- _What to do_
Check each line of the data below for the word "occupied", then extract the ones that have it.

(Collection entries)
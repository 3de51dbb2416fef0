//! Text generation client for the external completion service.
//!
//! The gateway is a direct pass-through: one non-streaming chat-completion
//! call per request, no retries. A failed or empty upstream response is
//! terminal for the request.

use async_trait::async_trait;
use secrecy::{ExposeSecret, SecretString};
use serde::{Deserialize, Serialize};
use url::Url;

use crate::config::TierGenerationConfig;
use crate::error::{Error, ErrorDetails};
use crate::prompt::ChatMessage;

const PROVIDER_TYPE: &str = "openai";

#[derive(Debug, Clone, PartialEq)]
pub struct CompletionParams {
    pub model: String,
    pub max_tokens: u32,
    pub temperature: f32,
}

impl From<&TierGenerationConfig> for CompletionParams {
    fn from(tier: &TierGenerationConfig) -> Self {
        Self {
            model: tier.model.clone(),
            max_tokens: tier.max_tokens,
            temperature: tier.temperature,
        }
    }
}

#[async_trait]
pub trait CompletionProvider: Send + Sync {
    /// Run one completion call and return the generated text.
    async fn complete(
        &self,
        messages: &[ChatMessage],
        params: &CompletionParams,
    ) -> Result<String, Error>;
}

pub struct OpenAIProvider {
    api_base: Url,
    credentials: SecretString,
    http_client: reqwest::Client,
}

impl OpenAIProvider {
    pub fn new(
        api_base: Url,
        credentials: SecretString,
        http_client: reqwest::Client,
    ) -> Self {
        Self {
            api_base,
            credentials,
            http_client,
        }
    }
}

/// Build the chat-completions URL, tolerating an `api_base` without a
/// trailing slash.
fn get_chat_url(api_base: &Url) -> Result<Url, Error> {
    let mut base = api_base.clone();
    if !base.path().ends_with('/') {
        base.set_path(&format!("{}/", base.path()));
    }
    base.join("chat/completions").map_err(|e| {
        Error::new(ErrorDetails::Config {
            message: format!("Failed to build completion URL from `{api_base}`: {e}"),
        })
    })
}

#[derive(Debug, Serialize)]
struct OpenAIChatRequest<'a> {
    model: &'a str,
    messages: &'a [ChatMessage],
    max_tokens: u32,
    temperature: f32,
}

#[derive(Debug, Deserialize)]
struct OpenAIChatResponse {
    choices: Vec<OpenAIResponseChoice>,
}

#[derive(Debug, Deserialize)]
struct OpenAIResponseChoice {
    message: OpenAIResponseMessage,
}

#[derive(Debug, Deserialize)]
struct OpenAIResponseMessage {
    content: Option<String>,
}

#[async_trait]
impl CompletionProvider for OpenAIProvider {
    async fn complete(
        &self,
        messages: &[ChatMessage],
        params: &CompletionParams,
    ) -> Result<String, Error> {
        let request_body = OpenAIChatRequest {
            model: &params.model,
            messages,
            max_tokens: params.max_tokens,
            temperature: params.temperature,
        };
        let request_url = get_chat_url(&self.api_base)?;

        let res = self
            .http_client
            .post(request_url)
            .header("Content-Type", "application/json")
            .bearer_auth(self.credentials.expose_secret())
            .json(&request_body)
            .send()
            .await
            .map_err(|e| {
                Error::new(ErrorDetails::InferenceClient {
                    message: format!("Error sending request: {e}"),
                    status_code: e.status(),
                    provider_type: PROVIDER_TYPE.to_string(),
                    raw_response: None,
                })
            })?;

        let status = res.status();
        let raw_response = res.text().await.map_err(|e| {
            Error::new(ErrorDetails::InferenceServer {
                message: format!("Error reading response body: {e}"),
                provider_type: PROVIDER_TYPE.to_string(),
                raw_response: None,
            })
        })?;

        if !status.is_success() {
            return Err(Error::new(ErrorDetails::InferenceClient {
                message: "Non-success status from completion call".to_string(),
                status_code: Some(status),
                provider_type: PROVIDER_TYPE.to_string(),
                raw_response: Some(raw_response),
            }));
        }

        let response_body: OpenAIChatResponse =
            serde_json::from_str(&raw_response).map_err(|e| {
                Error::new(ErrorDetails::InferenceServer {
                    message: format!("Error parsing response: {e}"),
                    provider_type: PROVIDER_TYPE.to_string(),
                    raw_response: Some(raw_response.clone()),
                })
            })?;

        let reply = response_body
            .choices
            .into_iter()
            .next()
            .and_then(|choice| choice.message.content)
            .map(|content| content.trim().to_string())
            .filter(|content| !content.is_empty());

        reply.ok_or_else(|| {
            Error::new(ErrorDetails::EmptyCompletion {
                provider_type: PROVIDER_TYPE.to_string(),
            })
        })
    }
}


#[cfg(test)]
mod tests {
    use super::*;

    #[test]
    fn test_chat_url_with_and_without_trailing_slash() {
        let base = Url::parse("https://api.openai.com/v1/").expect("valid URL");
        let url = get_chat_url(&base).expect("join should succeed");
        assert_eq!(url.as_str(), "https://api.openai.com/v1/chat/completions");

        let base = Url::parse("https://api.openai.com/v1").expect("valid URL");
        let url = get_chat_url(&base).expect("join should succeed");
        assert_eq!(url.as_str(), "https://api.openai.com/v1/chat/completions");
    }

    #[test]
    fn test_params_from_tier_config() {
        let tier = TierGenerationConfig {
            model: "gpt-4.1".to_string(),
            max_tokens: 2000,
            temperature: 0.3,
            history_window: 12,
        };
        let params = CompletionParams::from(&tier);
        assert_eq!(params.model, "gpt-4.1");
        assert_eq!(params.max_tokens, 2000);
        assert_eq!(params.temperature, 0.3);
    }

    #[test]
    fn test_response_parse_extracts_first_choice() {
        let raw = r#"{"choices":[{"message":{"content":"  Labbayk.  "}}]}"#;
        let parsed: OpenAIChatResponse = serde_json::from_str(raw).expect("should parse");
        let content = parsed.choices[0]
            .message
            .content
            .as_deref()
            .map(str::trim);
        assert_eq!(content, Some("Labbayk."));
    }

    #[test]
    fn test_request_serialization_shape() {
        let messages = vec![ChatMessage::user("hello")];
        let request = OpenAIChatRequest {
            model: "gpt-4.1-mini",
            messages: &messages,
            max_tokens: 800,
            temperature: 0.3,
        };
        let value = serde_json::to_value(&request).expect("should serialize");
        assert_eq!(value["model"], "gpt-4.1-mini");
        assert_eq!(value["max_tokens"], 800);
        assert_eq!(value["messages"][0]["role"], "user");
    }
}
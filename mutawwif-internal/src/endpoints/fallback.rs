use axum::http::{Method, Uri};

use crate::error::{Error, ErrorDetails};

/// Fallback handler for unmatched routes.
pub async fn handle_404(method: Method, uri: Uri) -> Error {
    Error::new(ErrorDetails::RouteNotFound {
        path: uri.path().to_string(),
        method: method.to_string(),
    })
}
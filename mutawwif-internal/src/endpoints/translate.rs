//! Translation endpoint.

use axum::extract::State;
use axum::response::Json;
use serde::Deserialize;
use serde_json::{json, Value};

use crate::completion::CompletionParams;
use crate::error::{Error, ErrorDetails};
use crate::gateway_util::{AppState, StructuredJson};
use crate::languages::language_name;

#[derive(Debug, Deserialize)]
pub struct TranslateParams {
    pub text: Option<String>,
    #[serde(rename = "targetLanguage")]
    pub target_language: Option<String>,
}

/// POST `/api/mutawwif/translate`
pub async fn translate_handler(
    State(state): AppState,
    StructuredJson(params): StructuredJson<TranslateParams>,
) -> Result<Json<Value>, Error> {
    let text = params
        .text
        .as_deref()
        .filter(|t| !t.is_empty())
        .ok_or_else(|| {
            Error::new(ErrorDetails::InvalidRequest {
                message: "Text is required".to_string(),
            })
        })?;

    let language_name = language_name(params.target_language.as_deref().unwrap_or("en"));

    let translated = async {
        let messages = state.prompts.compose_translate(language_name, text)?;
        state
            .completion
            .complete(
                &messages,
                &CompletionParams::from(&state.config.tiers.translate),
            )
            .await
    }
    .await
    .map_err(|e| {
        // The cause was logged when the inner error was constructed
        let _ = e;
        Error::new_without_logging(ErrorDetails::CompletionFailed {
            context: "Translate".to_string(),
        })
    })?;

    Ok(Json(json!({
        "translated": translated,
        "language": language_name,
    })))
}

#[cfg(test)]
mod tests {
    use super::*;
    use std::sync::Arc;

    use axum::http::StatusCode;

    use crate::completion::testing::MockCompletionProvider;
    use crate::endpoints::testing::test_state;

    #[tokio::test]
    async fn test_translate_happy_path() {
        let provider = Arc::new(MockCompletionProvider::replying("Selamat jalan"));
        let state = test_state(provider.clone());
        let params = TranslateParams {
            text: Some("Safe travels".to_string()),
            target_language: Some("ms".to_string()),
        };

        let Json(body) = translate_handler(State(state), StructuredJson(params))
            .await
            .expect("translate should succeed");
        assert_eq!(body["translated"], "Selamat jalan");
        assert_eq!(body["language"], "Melayu");

        let calls = provider.calls.lock().unwrap();
        let (messages, params) = &calls[0];
        assert_eq!(params.temperature, 0.2);
        assert!(messages[0].content.contains("into Melayu."));
        assert_eq!(messages[1].content, "Safe travels");
    }

    #[tokio::test]
    async fn test_missing_text_is_rejected() {
        let state = test_state(Arc::new(MockCompletionProvider::replying("unused")));
        let params = TranslateParams {
            text: None,
            target_language: None,
        };
        let err = translate_handler(State(state), StructuredJson(params))
            .await
            .expect_err("missing text must be rejected");
        assert_eq!(err.status_code(), StatusCode::BAD_REQUEST);
        assert_eq!(err.get_details().client_message(), "Text is required");
    }

    #[tokio::test]
    async fn test_provider_failure_maps_to_translate_envelope() {
        let state = test_state(Arc::new(MockCompletionProvider::failing()));
        let params = TranslateParams {
            text: Some("Safe travels".to_string()),
            target_language: None,
        };
        let err = translate_handler(State(state), StructuredJson(params))
            .await
            .expect_err("provider failure must surface");
        assert_eq!(err.status_code(), StatusCode::INTERNAL_SERVER_ERROR);
        assert_eq!(err.get_details().client_message(), "Translate error");
    }
}
//! Per-identity daily usage counting for the Basic tier.
//!
//! The counters are process-local and in-memory: horizontal scaling or a
//! restart silently resets all quotas, and the identity key is derived from a
//! client-supplied header. The limiter is advisory, not a security boundary.

pub mod middleware;

use chrono::{Local, NaiveDate};
use dashmap::DashMap;

#[derive(Debug, Clone, Copy, PartialEq)]
pub enum UsageDecision {
    Admit { count: u32 },
    Deny { limit: u32 },
}

impl UsageDecision {
    pub fn is_admitted(&self) -> bool {
        matches!(self, UsageDecision::Admit { .. })
    }
}

#[derive(Debug)]
struct UsageEntry {
    day: NaiveDate,
    count: u32,
}

/// Daily request counter keyed by client identity.
///
/// Entries are mutated in place under the per-key `DashMap` entry lock, so two
/// concurrent requests for the same key cannot both observe the same
/// pre-increment count. The map is never evicted.
#[derive(Debug)]
pub struct DailyUsageLimiter {
    entries: DashMap<String, UsageEntry>,
    limit: u32,
}

impl DailyUsageLimiter {
    pub fn new(limit: u32) -> Self {
        Self {
            entries: DashMap::new(),
            limit,
        }
    }

    pub fn limit(&self) -> u32 {
        self.limit
    }

    /// Admit or deny a request for `identity_key` on the server's current
    /// calendar day.
    pub fn admit(&self, identity_key: &str) -> UsageDecision {
        self.admit_on(identity_key, Local::now().date_naive())
    }

    /// Day-explicit variant of [`Self::admit`], used by the tests to exercise
    /// the day-rollover path without a clock.
    fn admit_on(&self, identity_key: &str, today: NaiveDate) -> UsageDecision {
        match self.entries.entry(identity_key.to_string()) {
            dashmap::mapref::entry::Entry::Occupied(mut occupied) => {
                let entry = occupied.get_mut();
                if entry.day != today {
                    // A new calendar day resets the count to 1
                    *entry = UsageEntry {
                        day: today,
                        count: 1,
                    };
                    UsageDecision::Admit { count: 1 }
                } else if entry.count >= self.limit {
                    UsageDecision::Deny { limit: self.limit }
                } else {
                    entry.count += 1;
                    UsageDecision::Admit { count: entry.count }
                }
            }
            dashmap::mapref::entry::Entry::Vacant(vacant) => {
                vacant.insert(UsageEntry {
                    day: today,
                    count: 1,
                });
                UsageDecision::Admit { count: 1 }
            }
        }
    }
}

#[cfg(test)]
mod tests {
    use super::*;

    fn day(ordinal: u32) -> NaiveDate {
        NaiveDate::from_ymd_opt(2025, 6, ordinal).expect("valid test date")
    }

    #[test]
    fn test_admits_up_to_limit_then_denies() {
        let limiter = DailyUsageLimiter::new(3);
        let today = day(1);

        assert_eq!(
            limiter.admit_on("1.2.3.4", today),
            UsageDecision::Admit { count: 1 }
        );
        assert_eq!(
            limiter.admit_on("1.2.3.4", today),
            UsageDecision::Admit { count: 2 }
        );
        assert_eq!(
            limiter.admit_on("1.2.3.4", today),
            UsageDecision::Admit { count: 3 }
        );
        // The (limit + 1)th request is denied
        assert_eq!(
            limiter.admit_on("1.2.3.4", today),
            UsageDecision::Deny { limit: 3 }
        );
        assert!(!limiter.admit_on("1.2.3.4", today).is_admitted());
    }

    #[test]
    fn test_next_day_resets_count_to_one() {
        let limiter = DailyUsageLimiter::new(2);
        assert!(limiter.admit_on("key", day(1)).is_admitted());
        assert!(limiter.admit_on("key", day(1)).is_admitted());
        assert!(!limiter.admit_on("key", day(1)).is_admitted());

        assert_eq!(
            limiter.admit_on("key", day(2)),
            UsageDecision::Admit { count: 1 }
        );
    }

    #[test]
    fn test_identity_keys_are_counted_independently() {
        let limiter = DailyUsageLimiter::new(1);
        let today = day(1);
        assert!(limiter.admit_on("a", today).is_admitted());
        assert!(limiter.admit_on("b", today).is_admitted());
        assert!(!limiter.admit_on("a", today).is_admitted());
        assert!(!limiter.admit_on("b", today).is_admitted());
    }

    #[test]
    fn test_stale_day_in_the_past_also_resets() {
        // The clock moving backwards still reinitializes the entry: any
        // stored day that differs from "today" is stale.
        let limiter = DailyUsageLimiter::new(1);
        assert!(limiter.admit_on("key", day(5)).is_admitted());
        assert!(!limiter.admit_on("key", day(5)).is_admitted());
        assert!(limiter.admit_on("key", day(4)).is_admitted());
    }

    #[test]
    fn test_concurrent_admits_never_exceed_limit() {
        use std::sync::Arc;

        let limiter = Arc::new(DailyUsageLimiter::new(50));
        let today = day(1);
        let mut handles = Vec::new();
        for _ in 0..8 {
            let limiter = Arc::clone(&limiter);
            handles.push(std::thread::spawn(move || {
                let mut admitted = 0u32;
                for _ in 0..20 {
                    if limiter.admit_on("shared", today).is_admitted() {
                        admitted += 1;
                    }
                }
                admitted
            }));
        }
        let total: u32 = handles
            .into_iter()
            .map(|h| h.join().expect("thread panicked"))
            .sum();
        assert_eq!(total, 50);
    }
}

- _Written solution_
            dashmap::mapref::entry::Entry::Occupied(mut occupied) => {
                let entry = occupied.get_mut();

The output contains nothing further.